#### [DATASET RECORDS]
----------
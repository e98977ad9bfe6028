//! Stop loss on the fractals just before the open.
//!
//! Long: the lowest of the last `n` bottom fractals before the open is the
//! stop; the latest price below it gives `LongStop`. Short mirrors this with
//! top fractals and their highest point.

use crate::domain::error::SignalError;
use crate::domain::evaluator::{check_range, finish, neutral, SignalContext};
use crate::domain::fractal::{last_before, Mark};
use crate::domain::position::OperateKind;
use crate::domain::signal::{Outcome, Segment, Signal, SignalKey, Template, TemplateParams};

pub const DEFAULT_N: usize = 3;
pub const MAX_N: usize = 100;

pub const TEMPLATE: Template = Template {
    name: "pos_fx_stop",
    version: "StopLossV230414",
    slots: [
        &[Segment::Field("freq")],
        &[Segment::Field("pos_name"), Segment::Lit("N"), Segment::Field("n")],
        &[Segment::Version],
    ],
};

/// Outcomes shared by the fractal and bar stops.
#[derive(Debug, Clone, Copy, PartialEq, Eq)]
pub enum StopOutcome {
    Other,
    LongStop,
    ShortStop,
}

impl Outcome for StopOutcome {
    const ALL: &'static [Self] = &[StopOutcome::Other, StopOutcome::LongStop, StopOutcome::ShortStop];

    fn values(&self) -> &'static [&'static str] {
        match self {
            StopOutcome::Other => &["Other"],
            StopOutcome::LongStop => &["LongStop"],
            StopOutcome::ShortStop => &["ShortStop"],
        }
    }
}

/// Compare `price` against the lows (long) or highs (short) of a reference set.
/// An empty set never triggers.
pub(crate) fn stop_outcome(
    op: OperateKind,
    price: f64,
    lows: impl Iterator<Item = f64>,
    highs: impl Iterator<Item = f64>,
) -> StopOutcome {
    match op {
        OperateKind::LongOpen => match lows.reduce(f64::min) {
            Some(low) if price < low => StopOutcome::LongStop,
            _ => StopOutcome::Other,
        },
        OperateKind::ShortOpen => match highs.reduce(f64::max) {
            Some(high) if price > high => StopOutcome::ShortStop,
            _ => StopOutcome::Other,
        },
        OperateKind::LongExit | OperateKind::ShortExit => StopOutcome::Other,
    }
}

#[derive(Debug, Clone, PartialEq)]
pub struct FxStopConfig {
    pub pos_name: String,
    pub freq: String,
    pub n: usize,
}

impl FxStopConfig {
    pub fn new(pos_name: impl Into<String>, freq: impl Into<String>) -> Self {
        Self {
            pos_name: pos_name.into(),
            freq: freq.into(),
            n: DEFAULT_N,
        }
    }

    pub fn validate(&self) -> Result<(), SignalError> {
        check_range("n", self.n, 1, MAX_N)
    }

    pub fn key(&self) -> Result<SignalKey, SignalError> {
        TEMPLATE.render(self)
    }
}

impl TemplateParams for FxStopConfig {
    fn param(&self, field: &str) -> Option<String> {
        match field {
            "pos_name" => Some(self.pos_name.clone()),
            "freq" => Some(self.freq.clone()),
            "n" => Some(self.n.to_string()),
            _ => None,
        }
    }
}

pub fn pos_fx_stop(ctx: &SignalContext<'_>, cfg: &FxStopConfig) -> Result<Signal, SignalError> {
    cfg.validate()?;
    let key = cfg.key()?;
    let kline = ctx.kline(&cfg.freq)?;

    let Some(op) = ctx.holding(&cfg.pos_name) else {
        return Ok(neutral(&key));
    };

    let mark = match op.op {
        OperateKind::ShortOpen => Mark::Top,
        _ => Mark::Bottom,
    };
    let fxs = last_before(&kline.fractals, mark, op.dt, cfg.n);
    let outcome = stop_outcome(
        op.op,
        ctx.latest_price,
        fxs.iter().map(|f| f.low),
        fxs.iter().map(|f| f.high),
    );
    Ok(finish(&key, outcome))
}

#[cfg(test)]
mod tests {
    use super::*;
    use crate::domain::evaluator::test_support::*;

    fn cfg() -> FxStopConfig {
        FxStopConfig::new("pos", FREQ)
    }

    fn bottoms() -> Vec<crate::domain::fractal::Fractal> {
        vec![
            fractal(Mark::Bottom, 1, 95.0),
            fractal(Mark::Top, 2, 110.0),
            fractal(Mark::Bottom, 3, 97.0),
            fractal(Mark::Top, 4, 108.0),
            fractal(Mark::Bottom, 5, 98.0),
            fractal(Mark::Bottom, 7, 99.0),
        ]
    }

    #[test]
    fn key_from_template() {
        assert_eq!(cfg().key().unwrap().to_string(), "60m_posN3_StopLossV230414");
    }

    #[test]
    fn zero_n_is_error() {
        let mut c = cfg();
        c.n = 0;
        let mut k = klines(flat_bars(&[1.0]), vec![]);
        let ctx = SignalContext::new(&mut k, None, 1.0);
        assert!(matches!(
            pos_fx_stop(&ctx, &c),
            Err(SignalError::ParamOutOfRange { .. })
        ));
    }

    #[test]
    fn long_stop_below_lowest_bottom() {
        let book = book(OperateKind::LongOpen, 6, 100.0);
        let mut k = klines(flat_bars(&[100.0; 8]), bottoms());
        // bottoms before t6: 95, 97, 98; last three -> min 95
        let ctx = SignalContext::new(&mut k, Some(&book), 94.0);
        assert_eq!(pos_fx_stop(&ctx, &cfg()).unwrap().v1, "LongStop");

        let ctx = SignalContext::new(&mut k, Some(&book), 95.0);
        assert!(pos_fx_stop(&ctx, &cfg()).unwrap().is_neutral());
    }

    #[test]
    fn long_uses_only_last_n() {
        let book = book(OperateKind::LongOpen, 6, 100.0);
        let mut k = klines(flat_bars(&[100.0; 8]), bottoms());
        let mut c = cfg();
        c.n = 2;
        // last two bottoms before t6: 97, 98
        let ctx = SignalContext::new(&mut k, Some(&book), 96.0);
        assert_eq!(pos_fx_stop(&ctx, &c).unwrap().v1, "LongStop");
    }

    #[test]
    fn short_stop_above_highest_top() {
        let book = book(OperateKind::ShortOpen, 6, 100.0);
        let mut k = klines(flat_bars(&[100.0; 8]), bottoms());
        let ctx = SignalContext::new(&mut k, Some(&book), 110.5);
        assert_eq!(pos_fx_stop(&ctx, &cfg()).unwrap().v1, "ShortStop");

        let ctx = SignalContext::new(&mut k, Some(&book), 109.0);
        assert!(pos_fx_stop(&ctx, &cfg()).unwrap().is_neutral());
    }

    #[test]
    fn fewer_fractals_than_n_uses_available() {
        let fractals = vec![fractal(Mark::Bottom, 2, 97.0), fractal(Mark::Top, 3, 104.0)];
        let book = book(OperateKind::LongOpen, 5, 100.0);
        let mut k = klines(flat_bars(&[100.0; 8]), fractals);
        let ctx = SignalContext::new(&mut k, Some(&book), 96.0);
        assert_eq!(
            pos_fx_stop(&ctx, &cfg()).unwrap().to_string(),
            "60m_posN3_StopLossV230414_LongStop_Any_Any_0"
        );

        let ctx = SignalContext::new(&mut k, Some(&book), 97.5);
        assert!(pos_fx_stop(&ctx, &cfg()).unwrap().is_neutral());
    }

    #[test]
    fn no_fractals_before_open_is_neutral() {
        let book = book(OperateKind::LongOpen, 0, 100.0);
        let mut k = klines(flat_bars(&[100.0; 8]), bottoms());
        let ctx = SignalContext::new(&mut k, Some(&book), 1.0);
        assert!(pos_fx_stop(&ctx, &cfg()).unwrap().is_neutral());
    }

    #[test]
    fn stop_outcome_empty_set() {
        let out = stop_outcome(
            OperateKind::LongOpen,
            0.0,
            std::iter::empty(),
            std::iter::empty(),
        );
        assert_eq!(out, StopOutcome::Other);
    }
}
----------
#### [WHAT TO DO]
In this exercise, the data above is to be printed exactly.

#### [ANSWER SPACE]
repository e98977ad9bfe6028
//! Stop loss on the fractals just before the open.
//!
//! Long: the lowest of the last `n` bottom fractals before the open is the
//! stop; the latest price below it gives `LongStop`. Short mirrors this with
//! top fractals and their highest point.

use crate::domain::error::SignalError;
use crate::domain::evaluator::{check_range, finish, neutral, SignalContext};
use crate::domain::fractal::{last_before, Mark};
use crate::domain::position::OperateKind;
use crate::domain::signal::{Outcome, Segment, Signal, SignalKey, Template, TemplateParams};

pub const DEFAULT_N: usize = 3;
pub const MAX_N: usize = 100;

pub const TEMPLATE: Template = Template {
    name: "pos_fx_stop",
    version: "StopLossV230414",
    slots: [
        &[Segment::Field("freq")],
        &[Segment::Field("pos_name"), Segment::Lit("N"), Segment::Field("n")],
        &[Segment::Version],
    ],
};

/// Outcomes shared by the fractal and bar stops.
#[derive(Debug, Clone, Copy, PartialEq, Eq)]
pub enum StopOutcome {
    Other,
    LongStop,
    ShortStop,
}

impl Outcome for StopOutcome {
    const ALL: &'static [Self] = &[StopOutcome::Other, StopOutcome::LongStop, StopOutcome::ShortStop];

    fn values(&self) -> &'static [&'static str] {
        match self {
            StopOutcome::Other => &["Other"],
            StopOutcome::LongStop => &["LongStop"],
            StopOutcome::ShortStop => &["ShortStop"],
        }
    }
}

/// Compare `price` against the lows (long) or highs (short) of a reference set.
/// An empty set never triggers.
pub(crate) fn stop_outcome(
    op: OperateKind,
    price: f64,
    lows: impl Iterator<Item = f64>,
    highs: impl Iterator<Item = f64>,
) -> StopOutcome {
    match op {
        OperateKind::LongOpen => match lows.reduce(f64::min) {
            Some(low) if price < low => StopOutcome::LongStop,
            _ => StopOutcome::Other,
        },
        OperateKind::ShortOpen => match highs.reduce(f64::max) {
            Some(high) if price > high => StopOutcome::ShortStop,
            _ => StopOutcome::Other,
        },
        OperateKind::LongExit | OperateKind::ShortExit => StopOutcome::Other,
    }
}

#[derive(Debug, Clone, PartialEq)]
pub struct FxStopConfig {
    pub pos_name: String,
    pub freq: String,
    pub n: usize,
}

impl FxStopConfig {
    pub fn new(pos_name: impl Into<String>, freq: impl Into<String>) -> Self {
        Self {
            pos_name: pos_name.into(),
            freq: freq.into(),
            n: DEFAULT_N,
        }
    }

    pub fn validate(&self) -> Result<(), SignalError> {
        check_range("n", self.n, 1, MAX_N)
    }

    pub fn key(&self) -> Result<SignalKey, SignalError> {
        TEMPLATE.render(self)
    }
}

impl TemplateParams for FxStopConfig {
    fn param(&self, field: &str) -> Option<String> {
        match field {
            "pos_name" => Some(self.pos_name.clone()),
            "freq" => Some(self.freq.clone()),
            "n" => Some(self.n.to_string()),
            _ => None,
        }
    }
}

pub fn pos_fx_stop(ctx: &SignalContext<'_>, cfg: &FxStopConfig) -> Result<Signal, SignalError> {
    cfg.validate()?;
    let key = cfg.key()?;
    let kline = ctx.kline(&cfg.freq)?;

    let Some(op) = ctx.holding(&cfg.pos_name) else {
        return Ok(neutral(&key));
    };

    let mark = match op.op {
        OperateKind::ShortOpen => Mark::Top,
        _ => Mark::Bottom,
    };
    let fxs = last_before(&kline.fractals, mark, op.dt, cfg.n);
    let outcome = stop_outcome(
        op.op,
        ctx.latest_price,
        fxs.iter().map(|f| f.low),
        fxs.iter().map(|f| f.high),
    );
    Ok(finish(&key, outcome))
}

#[cfg(test)]
mod tests {
    use super::*;
    use crate::domain::evaluator::test_support::*;

    fn cfg() -> FxStopConfig {
        FxStopConfig::new("pos", FREQ)
    }

    fn bottoms() -> Vec<crate::domain::fractal::Fractal> {
        vec![
            fractal(Mark::Bottom, 1, 95.0),
            fractal(Mark::Top, 2, 110.0),
            fractal(Mark::Bottom, 3, 97.0),
            fractal(Mark::Top, 4, 108.0),
            fractal(Mark::Bottom, 5, 98.0),
            fractal(Mark::Bottom, 7, 99.0),
        ]
    }

    #[test]
    fn key_from_template() {
        assert_eq!(cfg().key().unwrap().to_string(), "60m_posN3_StopLossV230414");
    }

    #[test]
    fn zero_n_is_error() {
        let mut c = cfg();
        c.n = 0;
        let mut k = klines(flat_bars(&[1.0]), vec![]);
        let ctx = SignalContext::new(&mut k, None, 1.0);
        assert!(matches!(
            pos_fx_stop(&ctx, &c),
            Err(SignalError::ParamOutOfRange { .. })
        ));
    }

    #[test]
    fn long_stop_below_lowest_bottom() {
        let book = book(OperateKind::LongOpen, 6, 100.0);
        let mut k = klines(flat_bars(&[100.0; 8]), bottoms());
        // bottoms before t6: 95, 97, 98; last three -> min 95
        let ctx = SignalContext::new(&mut k, Some(&book), 94.0);
        assert_eq!(pos_fx_stop(&ctx, &cfg()).unwrap().v1, "LongStop");

        let ctx = SignalContext::new(&mut k, Some(&book), 95.0);
        assert!(pos_fx_stop(&ctx, &cfg()).unwrap().is_neutral());
    }

    #[test]
    fn long_uses_only_last_n() {
        let book = book(OperateKind::LongOpen, 6, 100.0);
        let mut k = klines(flat_bars(&[100.0; 8]), bottoms());
        let mut c = cfg();
        c.n = 2;
        // last two bottoms before t6: 97, 98
        let ctx = SignalContext::new(&mut k, Some(&book), 96.0);
        assert_eq!(pos_fx_stop(&ctx, &c).unwrap().v1, "LongStop");
    }

    #[test]
    fn short_stop_above_highest_top() {
        let book = book(OperateKind::ShortOpen, 6, 100.0);
        let mut k = klines(flat_bars(&[100.0; 8]), bottoms());
        let ctx = SignalContext::new(&mut k, Some(&book), 110.5);
        assert_eq!(pos_fx_stop(&ctx, &cfg()).unwrap().v1, "ShortStop");

        let ctx = SignalContext::new(&mut k, Some(&book), 109.0);
        assert!(pos_fx_stop(&ctx, &cfg()).unwrap().is_neutral());
    }

    #[test]
    fn fewer_fractals_than_n_uses_available() {
        let fractals = vec![fractal(Mark::Bottom, 2, 97.0), fractal(Mark::Top, 3, 104.0)];
        let book = book(OperateKind::LongOpen, 5, 100.0);
        let mut k = klines(flat_bars(&[100.0; 8]), fractals);
        let ctx = SignalContext::new(&mut k, Some(&book), 96.0);
        assert_eq!(
            pos_fx_stop(&ctx, &cfg()).unwrap().to_string(),
            "60m_posN3_StopLossV230414_LongStop_Any_Any_0"
        );

        let ctx = SignalContext::new(&mut k, Some(&book), 97.5);
        assert!(pos_fx_stop(&ctx, &cfg()).unwrap().is_neutral());
    }

    #[test]
    fn no_fractals_before_open_is_neutral() {
        let book = book(OperateKind::LongOpen, 0, 100.0);
        let mut k = klines(flat_bars(&[100.0; 8]), bottoms());
        let ctx = SignalContext::new(&mut k, Some(&book), 1.0);
        assert!(pos_fx_stop(&ctx, &cfg()).unwrap().is_neutral());
    }

    #[test]
    fn stop_outcome_empty_set() {
        let out = stop_outcome(
            OperateKind::LongOpen,
            0.0,
            std::iter::empty(),
            std::iter::empty(),
        );
        assert_eq!(out, StopOutcome::Other);
    }
}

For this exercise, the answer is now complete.